Just to point out, though, that the BBC scheduling was even worse than you point out. The first series was, as you say, on BBC2 with the next episode on BBC4, while the second was first shown on BBC4 on the Thursday then repeated on BBC2 late on Sunday, but the BBC4 transmissions stopped halfway through the run. The third series was only on BBC2, in a series of ridiculous slots including one episode at the wonderful time of 1am.
Can't argue with that at all.
Good work, and congrats on an excellent series of posts.
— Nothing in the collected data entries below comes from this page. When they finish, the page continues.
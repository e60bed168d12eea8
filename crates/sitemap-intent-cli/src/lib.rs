//! # sitemap-intent-cli
//!
//! Command-line front end for the `sitemap-intent` engine: HTTP and file
//! sitemap fetching, robots.txt discovery, optional model-based enrichment,
//! and the `intent-map`, `sitemap-diff` and `history` subcommands.

pub mod commands;
pub mod config;
pub mod fetch;
pub mod llm;
pub mod output;
pub mod rate_limiter;
pub mod robots;
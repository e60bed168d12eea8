//! Error type shared by every stage of the intent engine.

use std::path::PathBuf;

/// Errors raised by the intent engine.
///
/// The rule classifier never produces one of these: an unmatched slug is a
/// valid `unknown` result.
#[derive(Debug, thiserror::Error)]
pub enum Error {
    #[error("malformed URL '{url}': {reason}")]
    MalformedUrl { url: String, reason: String },

    #[error("snapshot I/O failed at {}: {source}", path.display())]
    Snapshot {
        path: PathBuf,
        #[source]
        source: std::io::Error,
    },

    #[error("snapshot at {} is unreadable: {source}", path.display())]
    SnapshotCorrupt {
        path: PathBuf,
        #[source]
        source: serde_json::Error,
    },

    #[error("snapshot '{id}' already exists for domain '{domain}'")]
    SnapshotExists { domain: String, id: String },

    #[error("tree count mismatch at '{path}': expected {expected}, found {actual}")]
    CountMismatch {
        path: String,
        expected: usize,
        actual: usize,
    },

    #[error("sitemap '{location}' could not be read: {reason}")]
    Sitemap { location: String, reason: String },

    #[error("enrichment failed: {0}")]
    Enrichment(String),

    #[error("export failed: {0}")]
    Export(#[from] csv::Error),

    #[error("JSON serialization failed: {0}")]
    Json(#[from] serde_json::Error),

    #[error("I/O error: {0}")]
    Io(#[from] std::io::Error),
}

impl Error {
    /// Shorthand for a snapshot I/O failure at `path`.
    pub(crate) fn snapshot(path: impl Into<PathBuf>, source: std::io::Error) -> Self {
        Error::Snapshot {
            path: path.into(),
            source,
        }
    }
}

pub type Result<T> = std::result::Result<T, Error>;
Not an actor? Well excuuuuusssssseeee meeeeee.
(pause)
Excuse me.
Thanks Steve, I'll try and correct that scheduling info in the article when I get time later. I was a bit vague on the scheduling of S3, and I suspect it *might* have been shown first in the UK on Bravo. Bravo certainly picked up the repeat rights to the first two seasons around the time season three was (intermittently) airing in the USA, but I'm not sure if the Bravo showings of S3 pre-dated the BBC broadcasts.
One thing for sure, the BBC certainly did drop the ball on their scheduling of Arrested Development. A rigid slot of Wednesday night 10pm on BBC Four, followed by a post-Newsnight repeat on Friday night BBC Two, would have made more sense. It's a bit of a shame the whole Fantasy Football League/Larry Sanders/Is It Bill Bailey?/Duckman post-pub Friday night BBC Two comedy slot has long since gone.
Incredibly late to the party, as ever, but bravo on putting Arrested Development at the top of the pile. Fully deserved.
And outstanding work on the whole list, obviously.